Publication | Open Access

Practical Bayesian Optimization of Machine Learning Algorithms

989

Citations

0

References

2012

Year

TLDR

Machine learning algorithms require careful tuning of hyperparameters, yet this process is often a black art relying on expert intuition or brute‑force search, motivating the development of automatic optimization methods. The study investigates automatic tuning of learning algorithms using Bayesian optimization with a Gaussian process model of generalization performance. Bayesian optimization uses a Gaussian process posterior to efficiently select parameters, and the authors propose cost‑aware, parallelizable algorithms that adaptively choose experiments. The authors demonstrate that careful selection of the Gaussian process prior and inference can dramatically affect Bayesian optimization, and that their cost‑aware, parallel algorithms outperform prior methods, achieving or surpassing expert‑level tuning across several modern machine learning models.

Abstract

Machine learning algorithms frequently require careful tuning of model hyperparameters, regularization terms, and optimization parameters. Unfortunately, this tuning is often a black art that requires expert experience, unwritten rules of thumb, or sometimes brute-force search.
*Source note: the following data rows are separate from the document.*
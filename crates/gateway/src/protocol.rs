//! WebSocket protocol message types.
//!
//! Every frame in either direction is a JSON object `{"event": <name>, "data": <payload>}`.

use common::FeedStatus;
use serde::{Deserialize, Serialize};
use serde_json::Value;

// ============================================================================
// Client → Server Messages
// ============================================================================

/// Message sent from client to server.
#[derive(Debug, Clone, PartialEq, Eq, Deserialize)]
#[serde(tag = "event", content = "data", rename_all = "kebab-case")]
pub enum ClientMessage {
    /// Start receiving tickers for a symbol (e.g., "BTC-USD").
    Subscribe(String),
    /// Stop receiving tickers for a symbol.
    Unsubscribe(String),
    /// Ping message for keepalive.
    Ping,
}

// ============================================================================
// Server → Client Messages
// ============================================================================

/// Message sent from server to client.
#[derive(Debug, Clone, PartialEq, Serialize)]
#[serde(tag = "event", content = "data", rename_all = "kebab-case")]
pub enum ServerMessage {
    /// Snapshot sent once when the client connects.
    ConnectionStatus(ConnectionStatus),
    /// Upstream ticker frame, passed through untouched.
    Ticker(Value),
    /// Upstream subscription acknowledgement, passed through untouched.
    SubscriptionConfirmed(Value),
    /// Upstream connectivity change, sent to every client.
    CoinbaseStatus(FeedStatus),
    /// Pong response to ping.
    Pong,
    /// Error processing a client frame.
    Error(ErrorData),
}

impl ServerMessage {
    /// The `event` name this message is sent under.
    pub fn event_name(&self) -> &'static str {
        match self {
            ServerMessage::ConnectionStatus(_) => "connection-status",
            ServerMessage::Ticker(_) => "ticker",
            ServerMessage::SubscriptionConfirmed(_) => "subscription-confirmed",
            ServerMessage::CoinbaseStatus(_) => "coinbase-status",
            ServerMessage::Pong => "pong",
            ServerMessage::Error(_) => "error",
        }
    }
}

#[derive(Debug, Clone, Copy, PartialEq, Eq, Serialize)]
#[serde(rename_all = "camelCase")]
pub struct ConnectionStatus {
    pub connected: bool,
    pub upstream_connected: bool,
}

#[derive(Debug, Clone, PartialEq, Eq, Serialize)]
pub struct ErrorData {
    pub message: String,
    pub code: String,
}
pub mod codes;
pub mod handlers;
pub mod responses;

pub use codes::ErrorCode;

use axum::{
    extract::rejection::JsonRejection,
    http::StatusCode,
    response::{IntoResponse, Response},
    Json,
};
use serde::Serialize;
use thiserror::Error;
use utoipa::ToSchema;
use validator::ValidationErrors;

/// Standard error response structure.
///
/// Returned for all error responses, providing consistent error information
/// to clients:
/// - `code`: Integer error code for logging/monitoring (e.g., 1001)
/// - `error`: Machine-readable error identifier (e.g., "NotFound")
/// - `message`: Human-readable error message
/// - `details`: Optional additional error details (e.g., validation errors)
///
/// # JSON Example
///
/// ```json
/// {
///   "code": 1004,
///   "error": "NotFound",
///   "message": "Product with id 5 not found.",
///   "details": null
/// }
/// ```
#[derive(Serialize, ToSchema)]
pub struct ErrorResponse {
    /// Integer error code for logging and monitoring
    pub code: i32,
    /// Machine-readable error identifier for programmatic handling
    pub error: String,
    /// Human-readable error message
    pub message: String,
    /// Optional structured error details (e.g., validation field errors)
    #[serde(skip_serializing_if = "Option::is_none")]
    pub details: Option<serde_json::Value>,
}

/// Application error type that can be converted to HTTP responses.
///
/// Integrates with common error types from dependencies and provides
/// structured error responses with error codes for observability.
#[derive(Debug, Error)]
#[non_exhaustive]
pub enum AppError {
    #[error("JSON parsing error: {0}")]
    SerdeJson(#[from] serde_json::Error),

    #[error("I/O error: {0}")]
    Io(#[from] std::io::Error),

    #[error("JSON extraction error: {0}")]
    JsonExtractorRejection(#[from] JsonRejection),

    #[error("Validation error: {0}")]
    ValidationError(#[from] ValidationErrors),

    #[error("Bad Request: {0}")]
    BadRequest(String),

    #[error("Unauthorized: {0}")]
    Unauthorized(String),

    #[error("Not Found: {0}")]
    NotFound(String),

    #[error("Storage unavailable: {0}")]
    StorageUnavailable(String),

    #[error("Storage malformed: {0}")]
    StorageMalformed(String),

    #[error("Internal Server Error: {0}")]
    InternalServerError(String),
}

impl IntoResponse for AppError {
    fn into_response(self) -> Response {
        let (status, error_type, message, details, code) = match self {
            AppError::SerdeJson(e) => {
                tracing::error!(
                    error_code = ErrorCode::InvalidJson.code(),
                    "JSON parsing error: {:?}",
                    e
                );
                (
                    StatusCode::INTERNAL_SERVER_ERROR,
                    "InternalServerError",
                    ErrorCode::InvalidJson.default_message().to_string(),
                    None,
                    ErrorCode::InvalidJson,
                )
            }
            AppError::Io(e) => {
                tracing::error!(error_code = ErrorCode::IoError.code(), "I/O error: {:?}", e);
                (
                    StatusCode::INTERNAL_SERVER_ERROR,
                    "InternalServerError",
                    e.to_string(),
                    None,
                    ErrorCode::IoError,
                )
            }
            AppError::JsonExtractorRejection(e) => {
                tracing::warn!(
                    error_code = ErrorCode::JsonExtraction.code(),
                    "JSON extraction error: {:?}",
                    e
                );
                (
                    e.status(),
                    "BadRequest",
                    e.body_text(),
                    None,
                    ErrorCode::JsonExtraction,
                )
            }
            AppError::ValidationError(e) => {
                tracing::info!(
                    error_code = ErrorCode::ValidationError.code(),
                    "Validation error: {:?}",
                    e
                );
                (
                    StatusCode::BAD_REQUEST,
                    "BadRequest",
                    ErrorCode::ValidationError.default_message().to_string(),
                    Some(serde_json::to_value(&e).unwrap_or(serde_json::json!(null))),
                    ErrorCode::ValidationError,
                )
            }
            AppError::BadRequest(msg) => {
                tracing::info!("Bad request: {}", msg);
                (
                    StatusCode::BAD_REQUEST,
                    "BadRequest",
                    msg,
                    None,
                    ErrorCode::ValidationError,
                )
            }
            AppError::Unauthorized(msg) => {
                tracing::info!(
                    error_code = ErrorCode::Unauthorized.code(),
                    "Unauthorized: {}",
                    msg
                );
                (
                    StatusCode::UNAUTHORIZED,
                    "Unauthorized",
                    msg,
                    None,
                    ErrorCode::Unauthorized,
                )
            }
            AppError::NotFound(msg) => {
                tracing::info!(error_code = ErrorCode::NotFound.code(), "Not found: {}", msg);
                (
                    StatusCode::NOT_FOUND,
                    "NotFound",
                    msg,
                    None,
                    ErrorCode::NotFound,
                )
            }
            AppError::StorageUnavailable(msg) => {
                tracing::error!(
                    error_code = ErrorCode::StorageUnavailable.code(),
                    "Storage unavailable: {}",
                    msg
                );
                (
                    StatusCode::INTERNAL_SERVER_ERROR,
                    "InternalServerError",
                    msg,
                    None,
                    ErrorCode::StorageUnavailable,
                )
            }
            AppError::StorageMalformed(msg) => {
                tracing::error!(
                    error_code = ErrorCode::StorageMalformed.code(),
                    "Storage malformed: {}",
                    msg
                );
                (
                    StatusCode::INTERNAL_SERVER_ERROR,
                    "InternalServerError",
                    msg,
                    None,
                    ErrorCode::StorageMalformed,
                )
            }
            AppError::InternalServerError(msg) => {
                tracing::error!(
                    error_code = ErrorCode::InternalError.code(),
                    "Internal server error: {}",
                    msg
                );
                (
                    StatusCode::INTERNAL_SERVER_ERROR,
                    "InternalServerError",
                    msg,
                    None,
                    ErrorCode::InternalError,
                )
            }
        };

        let body = Json(ErrorResponse {
            code: code.code(),
            error: error_type.to_string(),
            message,
            details,
        });

        (status, body).into_response()
    }
}

#[cfg(test)]
mod tests {
    use super::*;

    #[test]
    fn test_not_found_maps_to_404() {
        let response = AppError::NotFound("Product with id 5 not found.".to_string()).into_response();
        assert_eq!(response.status(), StatusCode::NOT_FOUND);
    }

    #[test]
    fn test_unauthorized_maps_to_401() {
        let response = AppError::Unauthorized("Invalid Username or Password".to_string()).into_response();
        assert_eq!(response.status(), StatusCode::UNAUTHORIZED);
    }

    #[test]
    fn test_internal_error_exposes_message() {
        // The original system surfaces failure messages in the 500 body.
        let response =
            AppError::InternalServerError("Something broke".to_string()).into_response();
        assert_eq!(response.status(), StatusCode::INTERNAL_SERVER_ERROR);
    }

    #[tokio::test]
    async fn test_storage_variants_carry_dedicated_codes() {
        use http_body_util::BodyExt;

        let response =
            AppError::StorageUnavailable("Products file not found.".to_string()).into_response();
        assert_eq!(response.status(), StatusCode::INTERNAL_SERVER_ERROR);
        let bytes = response.into_body().collect().await.unwrap().to_bytes();
        let body: serde_json::Value = serde_json::from_slice(&bytes).unwrap();
        assert_eq!(body["code"], ErrorCode::StorageUnavailable.code());
        assert_eq!(body["message"], "Products file not found.");

        let response = AppError::StorageMalformed("bad json".to_string()).into_response();
        let bytes = response.into_body().collect().await.unwrap().to_bytes();
        let body: serde_json::Value = serde_json::from_slice(&bytes).unwrap();
        assert_eq!(body["code"], ErrorCode::StorageMalformed.code());
    }

    #[test]
    fn test_validation_error_maps_to_400_with_details() {
        let mut errors = ValidationErrors::new();
        errors.add("title", validator::ValidationError::new("length"));
        let response = AppError::ValidationError(errors).into_response();
        assert_eq!(response.status(), StatusCode::BAD_REQUEST);
    }
}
Much more appealing is the idea of developing automatic approaches which can optimize the performance of a given learning algorithm to the task at hand. In this work, we consider the automatic tuning problem within the framework of Bayesian optimization, in which a learning algorithm's generalization performance is modeled as a sample from a Gaussian process (GP). The tractable posterior distribution induced by the GP leads to efficient use of the information gathered by previous experiments, enabling optimal choices about what parameters to try next. Here we show how the effects of the Gaussian process prior and the associated inference procedure can have a large impact on the success or failure of Bayesian optimization. We show that thoughtful choices can lead to results that exceed expert-level performance in tuning machine learning algorithms. We also describe new algorithms that take into account the variable cost (duration) of learning experiments and that can leverage the presence of multiple cores for parallel experimentation. We show that these proposed algorithms improve on previous automatic procedures and can reach or surpass human expert-level optimization on a diverse set of contemporary algorithms including latent Dirichlet allocation, structured SVMs and convolutional neural networks.